Recordo-me que fui das últimas a sair. Não por heroísmo, mas porque tive que arrumar ainda algumas coisas no Gabinete. No hall grande da entrada, estavam os negociadores dos manifestantes e alguma polícia, que entreabria o portão e nos fazia sair um a um.
É esta a imagem que guardo daquele “sequestro”. É isso que me marcou dolorosamente naquele dia: quando olhei em redor, e vi caras e pessoas que me mereciam o maior respeito e admiração, - não só do meu Partido mas dos outros também -, pessoas que ali dentro tentavam defender não apenas os interesses de toda a população, mas também uma Revolução que todos nós tínhamos querido, serem insultadas e maltratadas por uma turba desenfreada de ódio e, de sentimentos recalcados.
Uma imagem inesquecível, ver à minha frente os cabelos brancos do dr.

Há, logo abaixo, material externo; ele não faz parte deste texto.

//! Commands for Task CRUD, board columns and ordering

use serde::{Deserialize, Serialize};

use crate::auth::{resolve_tenant, Action, Identity, Tenant};
use crate::domain::{DomainResult, List, Page, PageRequest, Task, TaskPriority, TaskStatus};
use crate::live::Topic;
use crate::repository::{OrderScope, OrderedRepository, Repository};
use crate::AppState;
use super::common::{required_text, IdArgs};

#[derive(Debug, Clone, Default, PartialEq, Serialize, Deserialize)]
#[serde(rename_all = "camelCase")]
pub struct ListByListArgs {
    pub list_id: u32,
    #[serde(default)]
    pub pagination_opts: Option<PageRequest>,
}

#[derive(Debug, Clone, Default, PartialEq, Serialize, Deserialize)]
#[serde(rename_all = "camelCase")]
pub struct ListByStatusArgs {
    pub list_id: u32,
    pub status: TaskStatus,
    #[serde(default)]
    pub pagination_opts: Option<PageRequest>,
}

#[derive(Debug, Clone, Default, PartialEq, Serialize, Deserialize)]
#[serde(rename_all = "camelCase")]
pub struct CreateTaskArgs {
    pub list_id: u32,
    pub title: String,
    #[serde(default)]
    pub description: Option<String>,
    #[serde(default)]
    pub status: Option<TaskStatus>,
    #[serde(default)]
    pub priority: Option<TaskPriority>,
    #[serde(default)]
    pub assignee_ids: Option<Vec<String>>,
    #[serde(default)]
    pub start_date: Option<i64>,
    #[serde(default)]
    pub due_date: Option<i64>,
}

#[derive(Debug, Clone, Default, PartialEq, Serialize, Deserialize)]
#[serde(rename_all = "camelCase")]
pub struct UpdateTaskArgs {
    pub id: u32,
    #[serde(default)]
    pub title: Option<String>,
    #[serde(default)]
    pub description: Option<String>,
    /// Moves the task to another list (end of its column)
    #[serde(default)]
    pub list_id: Option<u32>,
    /// Moves the task to the end of another column
    #[serde(default)]
    pub status: Option<TaskStatus>,
    #[serde(default)]
    pub priority: Option<TaskPriority>,
    #[serde(default)]
    pub assignee_ids: Option<Vec<String>>,
    #[serde(default)]
    pub start_date: Option<i64>,
    #[serde(default)]
    pub due_date: Option<i64>,
}

#[derive(Debug, Clone, PartialEq, Serialize, Deserialize)]
#[serde(rename_all = "camelCase")]
pub struct UpdateTaskStatusArgs {
    pub id: u32,
    pub status: TaskStatus,
    pub sort_order: i32,
}

#[derive(Debug, Clone, Default, PartialEq, Serialize, Deserialize)]
#[serde(rename_all = "camelCase")]
pub struct ReorderTasksArgs {
    pub list_id: u32,
    pub status: TaskStatus,
    pub ordered_ids: Vec<u32>,
}

async fn authorized_list(state: &AppState, tenant: &Tenant, list_id: u32, action: Action) -> DomainResult<List> {
    let existing = state.repos.lists.find_by_id(list_id).await?;
    tenant.authorize_found(existing, action)
}

async fn authorized_task(state: &AppState, tenant: &Tenant, id: u32, action: Action) -> DomainResult<Task> {
    let existing = state.repos.tasks.find_by_id(id).await?;
    tenant.authorize_found(existing, action)
}

/// All tasks of a list, column by column
pub async fn list_tasks_by_list(
    state: &AppState,
    identity: Option<&Identity>,
    args: ListByListArgs,
) -> DomainResult<Page<Task>> {
    let tenant = resolve_tenant(identity)?;
    authorized_list(state, &tenant, args.list_id, Action::Read).await?;
    let tasks = state.repos.tasks.list_by_list(args.list_id).await?;
    Ok(Page::paginate(tasks, args.pagination_opts.as_ref()))
}

/// One board column
pub async fn list_tasks_by_list_and_status(
    state: &AppState,
    identity: Option<&Identity>,
    args: ListByStatusArgs,
) -> DomainResult<Page<Task>> {
    let tenant = resolve_tenant(identity)?;
    authorized_list(state, &tenant, args.list_id, Action::Read).await?;
    let tasks = state.repos.tasks.list_by_list_and_status(args.list_id, args.status).await?;
    Ok(Page::paginate(tasks, args.pagination_opts.as_ref()))
}

pub async fn list_all_tasks(state: &AppState, identity: Option<&Identity>) -> DomainResult<Vec<Task>> {
    let tenant = resolve_tenant(identity)?;
    state.repos.tasks.list_by_organization(&tenant.organization_id).await
}

pub async fn get_task(state: &AppState, identity: Option<&Identity>, args: IdArgs) -> DomainResult<Option<Task>> {
    let tenant = resolve_tenant(identity)?;
    match state.repos.tasks.find_by_id(args.id).await? {
        Some(task) => {
            tenant.authorize(&task, Action::Read)?;
            Ok(Some(task))
        }
        None => Ok(None),
    }
}

pub async fn create_task(state: &AppState, identity: Option<&Identity>, args: CreateTaskArgs) -> DomainResult<Task> {
    let tenant = resolve_tenant(identity)?;
    let list = authorized_list(state, &tenant, args.list_id, Action::Update).await?;

    let mut task = Task::new(&tenant.organization_id, list.id, required_text(&args.title, "Task title")?);
    task.description = args.description;
    task.status = args.status.unwrap_or_default();
    task.priority = args.priority;
    task.assignee_ids = args.assignee_ids.unwrap_or_default();
    task.start_date = args.start_date;
    task.due_date = args.due_date;

    let created = state.repos.tasks.create(&task).await?;
    log::info!(target: "taskspace.commands", "Created task {} in list {}", created.id, list.id);
    state.publish(&tenant, Topic::Tasks { list_id: list.id });
    Ok(created)
}

/// Partial update; a new list or status moves the task to the end of that column
pub async fn update_task(state: &AppState, identity: Option<&Identity>, args: UpdateTaskArgs) -> DomainResult<Task> {
    let tenant = resolve_tenant(identity)?;
    let mut task = authorized_task(state, &tenant, args.id, Action::Update).await?;
    let previous_list = task.list_id;
    let previous_status = task.status;

    if let Some(title) = args.title {
        task.title = required_text(&title, "Task title")?;
    }
    if let Some(description) = args.description {
        task.description = Some(description);
    }
    if let Some(priority) = args.priority {
        task.priority = Some(priority);
    }
    if let Some(assignee_ids) = args.assignee_ids {
        task.assignee_ids = assignee_ids;
    }
    if let Some(start_date) = args.start_date {
        task.start_date = Some(start_date);
    }
    if let Some(due_date) = args.due_date {
        task.due_date = Some(due_date);
    }
    if let Some(list_id) = args.list_id.filter(|id| *id != previous_list) {
        authorized_list(state, &tenant, list_id, Action::Update).await?;
        task.list_id = list_id;
    }
    if let Some(status) = args.status {
        task.status = status;
    }

    if task.list_id != previous_list || task.status != previous_status {
        let scope = OrderScope::Tasks { list_id: task.list_id, status: task.status };
        task.sort_order = state.repos.tasks.next_sort_order(&scope).await?;
    }

    let updated = state.repos.tasks.update(&task).await?;
    state.publish(&tenant, Topic::Tasks { list_id: previous_list });
    if updated.list_id != previous_list {
        state.publish(&tenant, Topic::Tasks { list_id: updated.list_id });
    }
    Ok(updated)
}

/// Patch status and position of one task
pub async fn update_task_status(
    state: &AppState,
    identity: Option<&Identity>,
    args: UpdateTaskStatusArgs,
) -> DomainResult<Task> {
    let tenant = resolve_tenant(identity)?;
    let mut task = authorized_task(state, &tenant, args.id, Action::Update).await?;
    task.status = args.status;
    task.sort_order = args.sort_order;

    let updated = state.repos.tasks.update(&task).await?;
    state.publish(&tenant, Topic::Tasks { list_id: updated.list_id });
    Ok(updated)
}

pub async fn remove_task(state: &AppState, identity: Option<&Identity>, args: IdArgs) -> DomainResult<()> {
    let tenant = resolve_tenant(identity)?;
    let task = authorized_task(state, &tenant, args.id, Action::Delete).await?;
    state.repos.tasks.delete(task.id).await?;
    state.publish(&tenant, Topic::Tasks { list_id: task.list_id });
    Ok(())
}

/// Persist one column's order; tasks from other columns of the list take its status
pub async fn reorder_tasks(state: &AppState, identity: Option<&Identity>, args: ReorderTasksArgs) -> DomainResult<()> {
    let tenant = resolve_tenant(identity)?;
    authorized_list(state, &tenant, args.list_id, Action::Reorder).await?;
    for id in &args.ordered_ids {
        authorized_task(state, &tenant, *id, Action::Reorder).await?;
    }

    let scope = OrderScope::Tasks { list_id: args.list_id, status: args.status };
    state.repos.tasks.reorder(&scope, &args.ordered_ids).await?;
    log::debug!(
        target: "taskspace.commands",
        "Reordered {} tasks in list {} ({})",
        args.ordered_ids.len(),
        args.list_id,
        args.status.as_str()
    );
    state.publish(&tenant, Topic::Tasks { list_id: args.list_id });
    Ok(())
}
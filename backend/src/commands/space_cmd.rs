//! Commands for Space CRUD and ordering

use std::collections::BTreeMap;

use serde::{Deserialize, Serialize};

use crate::auth::{resolve_tenant, Action, Identity};
use crate::cascade::{self, CascadeReport};
use crate::domain::{DomainResult, List, Page, PageRequest, Space, SpaceWithLists};
use crate::live::Topic;
use crate::repository::{OrderScope, OrderedRepository, Repository};
use crate::AppState;
use super::common::{required_text, IdArgs};

#[derive(Debug, Clone, Default, PartialEq, Serialize, Deserialize)]
#[serde(rename_all = "camelCase")]
pub struct ListSpacesArgs {
    #[serde(default)]
    pub pagination_opts: Option<PageRequest>,
}

#[derive(Debug, Clone, Default, PartialEq, Serialize, Deserialize)]
#[serde(rename_all = "camelCase")]
pub struct CreateSpaceArgs {
    pub name: String,
    #[serde(default)]
    pub description: Option<String>,
    #[serde(default)]
    pub color: Option<String>,
    #[serde(default)]
    pub icon: Option<String>,
}

#[derive(Debug, Clone, Default, PartialEq, Serialize, Deserialize)]
#[serde(rename_all = "camelCase")]
pub struct UpdateSpaceArgs {
    pub id: u32,
    #[serde(default)]
    pub name: Option<String>,
    #[serde(default)]
    pub description: Option<String>,
    #[serde(default)]
    pub color: Option<String>,
    #[serde(default)]
    pub icon: Option<String>,
}

#[derive(Debug, Clone, Default, PartialEq, Serialize, Deserialize)]
#[serde(rename_all = "camelCase")]
pub struct ReorderSpacesArgs {
    pub ordered_ids: Vec<u32>,
}

/// Spaces of the caller's organization, in order
pub async fn list_spaces(
    state: &AppState,
    identity: Option<&Identity>,
    args: ListSpacesArgs,
) -> DomainResult<Page<Space>> {
    let tenant = resolve_tenant(identity)?;
    let spaces = state.repos.spaces.list_by_organization(&tenant.organization_id).await?;
    Ok(Page::paginate(spaces, args.pagination_opts.as_ref()))
}

/// Sidebar view: every space with its lists, both in order
pub async fn list_spaces_with_lists(
    state: &AppState,
    identity: Option<&Identity>,
) -> DomainResult<Vec<SpaceWithLists>> {
    let tenant = resolve_tenant(identity)?;
    let spaces = state.repos.spaces.list_by_organization(&tenant.organization_id).await?;
    let lists = state.repos.lists.list_by_organization(&tenant.organization_id).await?;

    let mut by_space: BTreeMap<u32, Vec<List>> = BTreeMap::new();
    for list in lists {
        by_space.entry(list.space_id).or_default().push(list);
    }

    Ok(spaces
        .into_iter()
        .map(|space| {
            let lists = by_space.remove(&space.id).unwrap_or_default();
            SpaceWithLists { space, lists }
        })
        .collect())
}

pub async fn get_space(state: &AppState, identity: Option<&Identity>, args: IdArgs) -> DomainResult<Option<Space>> {
    let tenant = resolve_tenant(identity)?;
    match state.repos.spaces.find_by_id(args.id).await? {
        Some(space) => {
            tenant.authorize(&space, Action::Read)?;
            Ok(Some(space))
        }
        None => Ok(None),
    }
}

pub async fn create_space(state: &AppState, identity: Option<&Identity>, args: CreateSpaceArgs) -> DomainResult<Space> {
    let tenant = resolve_tenant(identity)?;

    let mut space = Space::new(&tenant.organization_id, required_text(&args.name, "Space name")?);
    space.description = args.description;
    if let Some(color) = args.color {
        space.color = color;
    }
    if let Some(icon) = args.icon {
        space.icon = icon;
    }

    let created = state.repos.spaces.create(&space).await?;
    log::info!(target: "taskspace.commands", "Created space {} for {}", created.id, tenant.organization_id);
    state.publish(&tenant, Topic::Spaces);
    Ok(created)
}

/// Partial update: only provided fields change
pub async fn update_space(state: &AppState, identity: Option<&Identity>, args: UpdateSpaceArgs) -> DomainResult<Space> {
    let tenant = resolve_tenant(identity)?;
    let existing = state.repos.spaces.find_by_id(args.id).await?;
    let mut space = tenant.authorize_found(existing, Action::Update)?;

    if let Some(name) = args.name {
        space.name = required_text(&name, "Space name")?;
    }
    if let Some(description) = args.description {
        space.description = Some(description);
    }
    if let Some(color) = args.color {
        space.color = color;
    }
    if let Some(icon) = args.icon {
        space.icon = icon;
    }

    let updated = state.repos.spaces.update(&space).await?;
    state.publish(&tenant, Topic::Spaces);
    Ok(updated)
}

/// Delete a space together with its lists and their tasks
pub async fn remove_space(state: &AppState, identity: Option<&Identity>, args: IdArgs) -> DomainResult<CascadeReport> {
    let tenant = resolve_tenant(identity)?;
    let existing = state.repos.spaces.find_by_id(args.id).await?;
    let space = tenant.authorize_found(existing, Action::Delete)?;

    let result = cascade::delete_space(&state.repos, space.id).await;

    // Partial deletes are visible too
    state.publish(&tenant, Topic::Spaces);
    state.publish(&tenant, Topic::Lists { space_id: space.id });
    if let Ok(report) = &result {
        for list_id in &report.list_ids {
            state.publish(&tenant, Topic::Tasks { list_id: *list_id });
        }
    }
    result
}

/// Persist the sidebar order of spaces
pub async fn reorder_spaces(state: &AppState, identity: Option<&Identity>, args: ReorderSpacesArgs) -> DomainResult<()> {
    let tenant = resolve_tenant(identity)?;
    for id in &args.ordered_ids {
        let existing = state.repos.spaces.find_by_id(*id).await?;
        tenant.authorize_found(existing, Action::Reorder)?;
    }

    let scope = OrderScope::Spaces {
        organization_id: tenant.organization_id.clone(),
    };
    state.repos.spaces.reorder(&scope, &args.ordered_ids).await?;
    log::debug!(target: "taskspace.commands", "Reordered {} spaces", args.ordered_ids.len());
    state.publish(&tenant, Topic::Spaces);
    Ok(())
}
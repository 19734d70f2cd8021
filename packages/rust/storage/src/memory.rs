//! In-memory artifact store for testing.
//!
//! Data is lost when the struct is dropped.

use std::collections::BTreeMap;
use std::path::{Path, PathBuf};

use parking_lot::RwLock;

use tepdiag_shared::{Result, TepError};

use crate::ArtifactStore;

#[derive(Debug, Default)]
struct Inner {
    artifacts: BTreeMap<PathBuf, Vec<u8>>,
    writes: usize,
}

/// Artifact store backed by a map, with a write counter so tests can assert
/// that a stage did nothing.
#[derive(Debug, Default)]
pub struct MemoryStore {
    inner: RwLock<Inner>,
}

impl MemoryStore {
    /// Create a new, empty store.
    pub fn new() -> Self {
        Self::default()
    }

    /// Number of stored artifacts.
    pub fn len(&self) -> usize {
        self.inner.read().artifacts.len()
    }

    /// Whether the store holds no artifacts.
    pub fn is_empty(&self) -> bool {
        self.len() == 0
    }

    /// Total number of `save` calls so far.
    pub fn writes(&self) -> usize {
        self.inner.read().writes
    }

    /// All keys, sorted.
    pub fn keys(&self) -> Vec<PathBuf> {
        self.inner.read().artifacts.keys().cloned().collect()
    }
}

impl ArtifactStore for MemoryStore {
    fn exists(&self, key: &Path) -> bool {
        self.inner.read().artifacts.contains_key(key)
    }

    fn load(&self, key: &Path) -> Result<Vec<u8>> {
        self.inner
            .read()
            .artifacts
            .get(key)
            .cloned()
            .ok_or_else(|| TepError::missing(key))
    }

    fn save(&self, key: &Path, bytes: &[u8]) -> Result<()> {
        let mut inner = self.inner.write();
        inner.artifacts.insert(key.to_path_buf(), bytes.to_vec());
        inner.writes += 1;
        Ok(())
    }
}
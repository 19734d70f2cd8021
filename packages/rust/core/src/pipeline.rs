//! End-to-end pipeline: fetch → convert → merge → load → split → train → evaluate.

use std::path::PathBuf;
use std::time::{Duration, Instant};

use tracing::{info, instrument};

use tepdiag_etl::{ConvertReport, FetchReport, convert_csv_to_parquet, fetch_dataset, merge_master};
use tepdiag_shared::{Layout, PipelineConfig, Result};
use tepdiag_storage::ArtifactStore;

use crate::evaluate::{CascadeMetrics, evaluate};
use crate::loader::{load_data, save_test_set};
use crate::split::{SplitData, split_by_run};
use crate::trainer::{CascadeTrainer, TrainReport};

/// Per-run settings, seeded from `[defaults]` and overridable from the CLI.
#[derive(Debug, Clone, PartialEq)]
pub struct RunOptions {
    /// Simulation runs kept per fault number (0 = all).
    pub n_simulations: usize,
    /// Fraction of runs held out for testing.
    pub test_size: f64,
    /// Seed for the run shuffle.
    pub seed: u64,
    /// Retrain models even when their artifacts exist.
    pub force: bool,
    /// Directory to import the raw CSVs from.
    pub source: Option<PathBuf>,
    /// Evaluate the cascade on the held-out runs after training.
    pub evaluate: bool,
}

impl RunOptions {
    pub fn from_config(config: &PipelineConfig) -> Self {
        Self {
            n_simulations: config.defaults.n_simulations,
            test_size: config.defaults.test_size,
            seed: config.defaults.seed,
            force: false,
            source: None,
            evaluate: true,
        }
    }
}

/// What a full run did.
#[derive(Debug)]
pub struct RunSummary {
    pub fetch: FetchReport,
    pub convert: ConvertReport,
    pub master_rows: usize,
    pub train_rows: usize,
    pub test_rows: usize,
    pub test_runs: Vec<String>,
    pub train: TrainReport,
    pub metrics: Option<CascadeMetrics>,
    pub elapsed: Duration,
}

/// Progress callback for reporting pipeline status.
pub trait ProgressReporter: Send + Sync {
    /// Called when entering a new phase.
    fn phase(&self, name: &str);
    /// Called when the pipeline completes.
    fn done(&self, summary: &RunSummary);
}

/// No-op progress reporter for headless/test usage.
pub struct SilentProgress;

impl ProgressReporter for SilentProgress {
    fn phase(&self, _name: &str) {}
    fn done(&self, _summary: &RunSummary) {}
}

/// Load the (subsampled) dataset and split it by run, archiving the test
/// partition.
#[instrument(skip_all, fields(n_simulations = options.n_simulations, test_size = options.test_size))]
pub fn prepare_split<S: ArtifactStore + ?Sized>(
    store: &S,
    layout: &Layout,
    options: &RunOptions,
) -> Result<SplitData> {
    let df = load_data(store, layout, options.n_simulations)?;
    let split = split_by_run(&df, options.test_size, options.seed)?;
    save_test_set(store, layout, &split.test)?;
    Ok(split)
}

/// Run every stage in order. Stages whose outputs already exist reuse them.
#[instrument(skip_all, fields(data_dir = %config.paths.data_dir, force = options.force))]
pub fn run_pipeline<S: ArtifactStore + ?Sized>(
    store: &S,
    config: &PipelineConfig,
    options: &RunOptions,
    progress: &dyn ProgressReporter,
) -> Result<RunSummary> {
    let start = Instant::now();
    let layout = Layout::from(config);

    progress.phase("Fetching raw dataset");
    let fetch = fetch_dataset(store, &layout, config, options.source.as_deref())?;

    progress.phase("Converting CSV to Parquet");
    let convert = convert_csv_to_parquet(store, &layout)?;

    progress.phase("Merging normal and faulty data");
    let master_rows = merge_master(store, &layout)?.height();

    progress.phase("Splitting by simulation run");
    let split = prepare_split(store, &layout, options)?;

    progress.phase("Training cascade");
    let trainer = CascadeTrainer::new(store, &layout, &config.models);
    let train = trainer.train(&split.train.features, &split.train.labels, options.force)?;

    let metrics = if options.evaluate {
        progress.phase("Evaluating on held-out runs");
        Some(evaluate(store, &layout)?)
    } else {
        None
    };

    let summary = RunSummary {
        fetch,
        convert,
        master_rows,
        train_rows: split.train.rows(),
        test_rows: split.test.rows(),
        test_runs: split.test_runs,
        train,
        metrics,
        elapsed: start.elapsed(),
    };

    info!(
        master_rows = summary.master_rows,
        train_rows = summary.train_rows,
        test_rows = summary.test_rows,
        state = ?summary.train.state,
        elapsed_ms = summary.elapsed.as_millis() as u64,
        "pipeline complete"
    );

    progress.done(&summary);
    Ok(summary)
}
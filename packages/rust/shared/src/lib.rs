//! Shared types, error model, and configuration for tepdiag.
//!
//! This crate is the foundation depended on by all other tepdiag crates.
//! It provides:
//! - [`TepError`]: the unified error type
//! - Domain types ([`RunId`], [`ModelKind`], [`CacheInfo`]) and column names
//! - Configuration ([`PipelineConfig`], [`Layout`], config loading)

pub mod config;
pub mod error;
pub mod types;

// Re-export public API at crate root for ergonomic imports.
pub use config::{
    DATA_PATH_ENV, DefaultsConfig, ForestParams, Layout, ModelsConfig, PathsConfig,
    PipelineConfig, default_config_path, init_config, load_config, load_config_from,
};
pub use error::{Result, TepError};
pub use types::{
    CacheInfo, FAULT_NUMBER, FAULTY_TRAIN_FILE, METADATA_COLUMNS, ModelKind, NORMAL_TRAIN_FILE,
    RAW_CSV_FILES, RunId, SAMPLE, SIMULATION_RUN, TARGET, UNIQUE_RUN_ID, is_metadata_column,
    sensor_columns,
};
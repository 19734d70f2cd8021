//! Scaled random forest classifier, the building block of both cascade stages.

use std::fmt;

use polars::prelude::DataFrame;
use serde::{Deserialize, Serialize};
use smartcore::ensemble::random_forest_classifier::{
    RandomForestClassifier, RandomForestClassifierParameters,
};
use smartcore::linalg::basic::matrix::DenseMatrix;
use tracing::{debug, instrument, warn};

use tepdiag_shared::{ForestParams, ModelKind, Result, TepError};

use crate::frame::feature_rows;

type Forest = RandomForestClassifier<f64, i64, DenseMatrix<f64>, Vec<i64>>;

/// Per-feature standardization: `(x - mean) / std`.
///
/// Uses the population standard deviation; constant features get a scale of
/// 1.0 so they map to zero instead of NaN.
#[derive(Debug, Clone, PartialEq, Serialize, Deserialize)]
pub struct StandardScaler {
    mean: Vec<f64>,
    scale: Vec<f64>,
}

impl StandardScaler {
    pub fn fit(rows: &[Vec<f64>]) -> Result<Self> {
        let width = rows.first().map(Vec::len).unwrap_or_default();
        if rows.is_empty() || width == 0 {
            return Err(TepError::validation("cannot fit a scaler on an empty matrix"));
        }
        if rows.iter().any(|row| row.len() != width) {
            return Err(TepError::validation("ragged feature matrix"));
        }

        let n = rows.len() as f64;
        let mut mean = vec![0.0; width];
        for row in rows {
            for (m, v) in mean.iter_mut().zip(row) {
                *m += v;
            }
        }
        mean.iter_mut().for_each(|m| *m /= n);

        let mut var = vec![0.0; width];
        for row in rows {
            for ((acc, v), m) in var.iter_mut().zip(row).zip(&mean) {
                *acc += (v - m).powi(2);
            }
        }
        let scale = var
            .into_iter()
            .map(|acc| {
                let std = (acc / n).sqrt();
                if std > 0.0 { std } else { 1.0 }
            })
            .collect();

        Ok(Self { mean, scale })
    }

    pub fn transform(&self, rows: &[Vec<f64>]) -> Result<Vec<Vec<f64>>> {
        rows.iter()
            .map(|row| {
                if row.len() != self.mean.len() {
                    return Err(TepError::validation(format!(
                        "expected {} features, got {}",
                        self.mean.len(),
                        row.len()
                    )));
                }
                Ok(row
                    .iter()
                    .zip(&self.mean)
                    .zip(&self.scale)
                    .map(|((v, m), s)| (v - m) / s)
                    .collect())
            })
            .collect()
    }
}

/// A fitted scaler + random forest for one cascade stage.
///
/// Remembers the feature column order it was trained with, so prediction
/// from a dataframe selects the same columns in the same order. Training data
/// with a single class yields a constant model with no forest.
#[derive(Serialize, Deserialize)]
pub struct FaultClassifier {
    kind: ModelKind,
    feature_names: Vec<String>,
    classes: Vec<i64>,
    scaler: StandardScaler,
    forest: Option<Forest>,
}

impl fmt::Debug for FaultClassifier {
    fn fmt(&self, f: &mut fmt::Formatter<'_>) -> fmt::Result {
        f.debug_struct("FaultClassifier")
            .field("kind", &self.kind)
            .field("features", &self.feature_names.len())
            .field("classes", &self.classes)
            .finish_non_exhaustive()
    }
}

fn forest_parameters(params: &ForestParams) -> RandomForestClassifierParameters {
    let parameters = RandomForestClassifierParameters::default()
        .with_n_trees(params.n_trees)
        .with_min_samples_leaf(params.min_samples_leaf)
        .with_min_samples_split(params.min_samples_split)
        .with_seed(params.seed);
    match params.max_depth {
        Some(depth) => parameters.with_max_depth(depth),
        None => parameters,
    }
}

impl FaultClassifier {
    /// Fit on row-major features and integer labels.
    #[instrument(skip_all, fields(%kind, rows = rows.len(), n_trees = params.n_trees))]
    pub fn fit(
        kind: ModelKind,
        params: &ForestParams,
        feature_names: Vec<String>,
        rows: &[Vec<f64>],
        labels: &[i64],
    ) -> Result<Self> {
        if rows.is_empty() {
            return Err(TepError::validation(format!("no training rows for the {kind}")));
        }
        if rows.len() != labels.len() {
            return Err(TepError::validation(format!(
                "{} feature rows but {} labels",
                rows.len(),
                labels.len()
            )));
        }
        if rows[0].len() != feature_names.len() {
            return Err(TepError::validation(format!(
                "{} feature names for {} columns",
                feature_names.len(),
                rows[0].len()
            )));
        }

        let scaler = StandardScaler::fit(rows)?;

        let mut classes = labels.to_vec();
        classes.sort_unstable();
        classes.dedup();

        let forest = if classes.len() > 1 {
            let x = DenseMatrix::from_2d_vec(&scaler.transform(rows)?);
            let forest = Forest::fit(&x, &labels.to_vec(), forest_parameters(params))
                .map_err(TepError::model)?;
            debug!(classes = ?classes, "forest fitted");
            Some(forest)
        } else {
            warn!(%kind, class = classes[0], "single class in training data, model is constant");
            None
        };

        Ok(Self {
            kind,
            feature_names,
            classes,
            scaler,
            forest,
        })
    }

    pub fn kind(&self) -> ModelKind {
        self.kind
    }

    pub fn feature_names(&self) -> &[String] {
        &self.feature_names
    }

    /// Distinct labels seen during training, ascending.
    pub fn classes(&self) -> &[i64] {
        &self.classes
    }

    pub fn predict_rows(&self, rows: &[Vec<f64>]) -> Result<Vec<i64>> {
        if rows.is_empty() {
            return Ok(Vec::new());
        }
        let scaled = self.scaler.transform(rows)?;
        match &self.forest {
            Some(forest) => forest
                .predict(&DenseMatrix::from_2d_vec(&scaled))
                .map_err(TepError::model),
            None => Ok(vec![self.classes[0]; scaled.len()]),
        }
    }

    /// Predict from a frame holding (at least) the training feature columns.
    pub fn predict_frame(&self, df: &DataFrame) -> Result<Vec<i64>> {
        self.predict_rows(&feature_rows(df, &self.feature_names)?)
    }
}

Nuno Rodrigues dos Santos, um homem que tanto lutou contra o anterior regime, muito mais do que qualquer daqueles que agora ali o apelidavam de fascista, com as lágrimas a saltarem-lhe dos olhos. A mim própria perguntei. “É isto a Democracia? Será este o resultado do 25 de Abril?»
No dia seguinte em frente à Assembleia reinava o caos. O espectáculo era degradante. Os manifestantes que ali tinham estado deixaram atrás um espectáculo miserável. Durante toda a noite ali tinham feito as suas necessidades físicas, tinham acendido fogueiras, que deixavam as pedras dos muros e estátuas negras de fumo. Por todo o lado só se via lixo, e levaram-se semanas para que o relvado e as escadarias em frente ao Palácio de S.Bento adquirissem novamente o aspecto digno e respeitoso que mereciam.

Esta, a minha vivência do sequestro da Assembleia da República em 12 de Novembro de 1975, feito pelo PC e seus apoiantes. Deixo-a aqui. Para que a memória se não perca.